On t'a beaucoup vu dans les médias, commenter la situation dans ton pays. Tu ne redoute pas d'être trop exposé sur ce sujet ? Tu as reçu des menaces ? (Sourire) Oh les menaces c'est quand je n'en ai pas que je m'inquiète. Mais si j'ai défendu untel parce ce qu'il disait hier était vrai, et puis qu'à un moment donné, il tient un discours qui ne me convient plus, alors je dis que je ne suis pas d'accord avec lui ! Si tu ne veux pas de mon avis, ne me le demande pas ! Chez nous, le problème c'est qu'on n'a pas de journalistes de formation. Tous nos journaux sont des journaux d'opinion et qui appartiennent aux politiciens. Comment veux-tu que les écrits soient objectifs ? C'est impossible, la ligne éditoriale est celle du parti. Dans mon restaurant, je reçois des journalistes, on discute. Et quand je leur parle d'une connerie qu'ils ont écrite dans leur journal, ils me répondent : "Alpha, le patron me demande d'écrire ça, j'ai écrit". Lui-même qui a écrit le texte, ça ne l'engage pas. C'est tout ça qui a créé cette merde.
Tu te produis au Stade de France en juin pour la Nuit Africaine… Je ne suis pas le seul, hein, toute la tribu est là : l'Afrique du Nord, de l'ouest... J'invite tous les Africains de France qu'ils soient d'Afrique du Nord, d'Afrique sub-saharienne, de la diaspora, des Antilles ou de France, tous les Français sont invités aussi, que tout le monde vienne pour que ce défi qu'on nous a lancé, cet honneur que la France a osé nous faire. Tous les sans-papiers peuvent venir !
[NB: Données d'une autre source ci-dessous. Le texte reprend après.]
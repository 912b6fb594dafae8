//! The normalized response envelope returned to callers.

use chrono::{DateTime, Utc};
use serde::{Deserialize, Serialize};
use uuid::Uuid;

use crate::intent::IntentDecision;
use crate::turn::Role;

/// What every `process_query` call returns, success or failure.
///
/// Runtime errors never escape the orchestrator; a failure path still
/// produces a well-formed envelope with `error_handled` set.
#[derive(Debug, Clone, Serialize, Deserialize)]
pub struct ResponseEnvelope {
    /// Unique response identifier.
    pub id: String,

    /// The assistant-facing response text. Never empty.
    pub content: String,

    /// Always [`Role::Assistant`].
    pub role: Role,

    /// Which handler produced (or was substituted to produce) the content.
    pub handler_id: String,

    /// The classification decision behind this response.
    pub intent: IntentDecision,

    /// True when a handler failure was recovered into synthesized guidance.
    pub error_handled: bool,

    /// When the response was produced.
    pub timestamp: DateTime<Utc>,
}

impl ResponseEnvelope {
    pub fn new(
        content: impl Into<String>,
        handler_id: impl Into<String>,
        intent: IntentDecision,
    ) -> Self {
        Self {
            id: Uuid::new_v4().to_string(),
            content: content.into(),
            role: Role::Assistant,
            handler_id: handler_id.into(),
            intent,
            error_handled: false,
            timestamp: Utc::now(),
        }
    }

    pub fn with_error_handled(mut self) -> Self {
        self.error_handled = true;
        self
    }
}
L'invitation à Carla Bruni, c'est sérieux ? Elle a répondu ? Oui c'est sérieux. Puisqu'elle est ambassadrice du Fonds mondial de lutte contre le Sida, ça serait bien qu'elle vienne à cette tribune. Elle est artiste avant d'être Mme Sarkozy, et c'est une mère de famille. Ça serait bien qu'elle vienne racheter ce que son mari a dit à Dakar en 2007.
Ton album sort aussi en édition limitée avec un 2e cd d'artistes que tu produits. Oui, ce sont les petits frères que je produits : les Môgô du Temple, ça veut dire les hommes du Temple, les Templiers. C'est un collectif d'artistes reggae qui jouait dans les spectacles de mon restaurant, le Café de Versailles. Tous les week end, on joue du reggae live, et j'ai aimé leur style de chant. J'ai voulu les produire et Wagram a bien voulu me donner un coup de pouce, parce que c'est du bon reggae, ils font du bon travail. J'aimerais que les gens les découvrent. C'est la relève du reggae, il y a tout un foisonnement de talents qui ont besoin de se faire connaître.